Commissaire-priseur dans une célèbre maison de ventes, André Masson est à la fois exigeant dans son travail et intraitable avec ses employés. Le jour où un courrier l’informe de l’existence d’une toile rare d’Egon Schiele – censée être disparue depuis 1939 parce que spoilée par les nazis – chez un jeune ouvrier de Mulhouse, il reste sceptique… avant de se rendre compte de l’authenticité du tableau. Débute alors un processus minutieux visant à acquérir le tableau rare, mais les événements inattendus ainsi qu’une stagiaire pour le moins fantasque vont le mettre à l’épreuve…

Soyons cash d’entrée : même au sein d’une fiction romancée, s’immerger dans le monde (de la marchandisation) de l’art, avec davantage de subtilités et bien moins de show pathétique que dans un numéro d’"Affaire conclue", est en soi une très bonne motivation pour savourer le nouveau jeu de rôle concocté par Pascal Bonitzer ("Rien sur Robert", "Petites Coupures", "Le Grand Alibi"). Sur un peu plus d’une demi-heure, rien ne nous échappe, des phases d’expertise jusqu’à la conclusion des accords de vente en passant par les inévitables impondérables (filoutages, magouilles, tentatives de vol…) et le jeu des chaises musicales entre les ayants-droits, avec une forte priorité pour les interactions à double – voire à triple – sens entre les protagonistes. Double problème à relever, cela dit. D’une part, le récit peaufiné par Bonitzer est très loin d’égaler les jeux de piste retors et intellectuels mis en place il y a longtemps par son maître Jacques Rivette – les quelques obstacles placés sur le chemin de la vente ne sont ici ni nombreux ni stimulants.

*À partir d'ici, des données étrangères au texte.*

//! Credential Value Object
//!
//! Secrets (repository token, remote login password) travel through the
//! pipeline wrapped in `Credential` so that `Debug` and `Display` never
//! print them. The raw value is only reachable through `expose()`.

use std::fmt;

#[derive(Clone, PartialEq, Eq)]
pub struct Credential(String);

impl Credential {
    const MASK: &'static str = "********";

    /// Wrap a secret, rejecting blank input
    pub fn new(secret: impl Into<String>) -> Option<Self> {
        let secret = secret.into();
        if secret.trim().is_empty() {
            return None;
        }
        Some(Self(secret))
    }

    pub fn expose(&self) -> &str {
        &self.0
    }

    /// Replace every occurrence of the secret in `text` with a mask
    pub fn redact(&self, text: &str) -> String {
        text.replace(&self.0, Self::MASK)
    }
}

impl fmt::Debug for Credential {
    fn fmt(&self, f: &mut fmt::Formatter<'_>) -> fmt::Result {
        write!(f, "Credential({})", Self::MASK)
    }
}

impl fmt::Display for Credential {
    fn fmt(&self, f: &mut fmt::Formatter<'_>) -> fmt::Result {
        f.write_str(Self::MASK)
    }
}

D’autre part, l’éventuelle mise en abyme sur un monde de l’art lui-même assimilable à une mise en scène grandeur nature (avec tout le bluff et la séduction que cela contient) pointe hélas aux abonnés absents – la caméra de Bonitzer s’en tient à des actions et des situations beaucoup trop terre-à-terre pour toucher à quelque chose de symbolique.

On mettra cela sur le compte de la modestie, car on perçoit vite que l’intérêt du scénario vient surtout des confrontations à l’œuvre. En effet, là où Bonitzer arrive à viser juste, c’est sur la confrontation de deux mondes considérés à tort comme isolationnistes, et qui finissent par prendre acte de leurs points faibles pour entamer le même trajet vers le salut. Il faut donc ne pas s’alarmer de retrouver ici et là l’une des manies scénaristiques de Bonitzer, visant à rendre souvent ceux qu’il filme au mieux irritants, au pire carrément condescendants – et il faut dire qu’on part de très haut en la matière avec les personnages d’Alex Lutz (odieux et suffisant) et de Louise Chevillotte (menteuse et mythomane). C’est au fil de l’intrigue que les aprioris s’effacent et que les caractères se nuancent. Et ce qui aurait pu friser l’éternel ressassement du clash entre la faune parigote et les prolos provinciaux se change peu à peu en compréhension mutuelle entre deux bulles qui, sans aller jusqu’à s’ouvrir l’une à l’autre, font au moins l’effort d’une intersection bénéfique pour l’une comme pour l’autre. Au fond, personne n’est ni dupe ni sincère dans "Le Tableau volé". Juste des individus qui évaluent tout (surtout l’Autre) avant d’évoluer eux-mêmes (surtout aux yeux de l’Autre). Bonne pioche au sein d’un bluff limité, en fin de compte.